◆ WHAT TO DO ◆
Go through the entries below and collect each line with the string "BTree" in it.

(Saved data entries)
------

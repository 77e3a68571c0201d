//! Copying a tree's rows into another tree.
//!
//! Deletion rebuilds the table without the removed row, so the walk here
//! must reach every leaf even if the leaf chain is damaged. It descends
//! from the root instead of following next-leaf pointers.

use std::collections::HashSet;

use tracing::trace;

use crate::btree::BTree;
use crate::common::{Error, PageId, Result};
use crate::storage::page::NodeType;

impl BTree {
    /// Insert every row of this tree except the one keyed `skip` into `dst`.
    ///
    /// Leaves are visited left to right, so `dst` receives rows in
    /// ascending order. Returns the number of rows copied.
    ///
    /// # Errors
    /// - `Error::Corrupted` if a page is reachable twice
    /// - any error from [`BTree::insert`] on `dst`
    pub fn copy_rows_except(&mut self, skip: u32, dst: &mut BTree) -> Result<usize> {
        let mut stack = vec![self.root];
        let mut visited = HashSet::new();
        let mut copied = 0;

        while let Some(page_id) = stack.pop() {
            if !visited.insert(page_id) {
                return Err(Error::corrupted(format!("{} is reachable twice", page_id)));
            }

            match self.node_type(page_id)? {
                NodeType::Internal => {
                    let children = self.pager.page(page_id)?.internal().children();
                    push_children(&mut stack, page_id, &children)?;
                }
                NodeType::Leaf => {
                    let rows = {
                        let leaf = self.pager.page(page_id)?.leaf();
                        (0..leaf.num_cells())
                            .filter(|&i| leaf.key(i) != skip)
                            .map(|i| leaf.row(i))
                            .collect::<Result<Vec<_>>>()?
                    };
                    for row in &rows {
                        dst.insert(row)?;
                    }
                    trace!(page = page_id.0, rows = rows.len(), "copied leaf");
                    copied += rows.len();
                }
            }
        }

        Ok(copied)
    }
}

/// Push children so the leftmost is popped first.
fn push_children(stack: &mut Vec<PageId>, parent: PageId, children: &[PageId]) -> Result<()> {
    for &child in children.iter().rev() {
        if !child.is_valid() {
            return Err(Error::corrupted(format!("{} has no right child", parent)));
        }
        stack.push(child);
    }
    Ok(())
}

------

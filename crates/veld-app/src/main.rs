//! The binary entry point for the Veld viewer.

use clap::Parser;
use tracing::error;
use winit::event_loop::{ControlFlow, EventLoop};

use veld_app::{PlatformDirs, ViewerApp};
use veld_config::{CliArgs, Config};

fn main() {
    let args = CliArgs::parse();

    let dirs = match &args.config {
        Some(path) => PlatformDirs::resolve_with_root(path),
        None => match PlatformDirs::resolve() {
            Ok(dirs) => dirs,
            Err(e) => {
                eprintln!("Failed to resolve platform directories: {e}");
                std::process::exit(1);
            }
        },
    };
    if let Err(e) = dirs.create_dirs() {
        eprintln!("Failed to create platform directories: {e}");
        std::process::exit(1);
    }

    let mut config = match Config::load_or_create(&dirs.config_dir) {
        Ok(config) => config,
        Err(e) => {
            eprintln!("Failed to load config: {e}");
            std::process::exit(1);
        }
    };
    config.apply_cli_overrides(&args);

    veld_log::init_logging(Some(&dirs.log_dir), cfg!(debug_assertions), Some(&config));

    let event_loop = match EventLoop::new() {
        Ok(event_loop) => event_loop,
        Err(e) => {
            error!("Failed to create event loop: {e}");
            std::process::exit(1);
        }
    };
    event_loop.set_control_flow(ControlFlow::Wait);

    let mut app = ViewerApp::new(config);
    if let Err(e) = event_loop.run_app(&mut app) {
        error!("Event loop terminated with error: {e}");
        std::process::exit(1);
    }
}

------

◆ REPLY TO THE EXERCISE ◆
use crate::btree::BTree;
impl BTree {
    /// - any error from [`BTree::insert`] on `dst`
    pub fn copy_rows_except(&mut self, skip: u32, dst: &mut BTree) -> Result<usize> {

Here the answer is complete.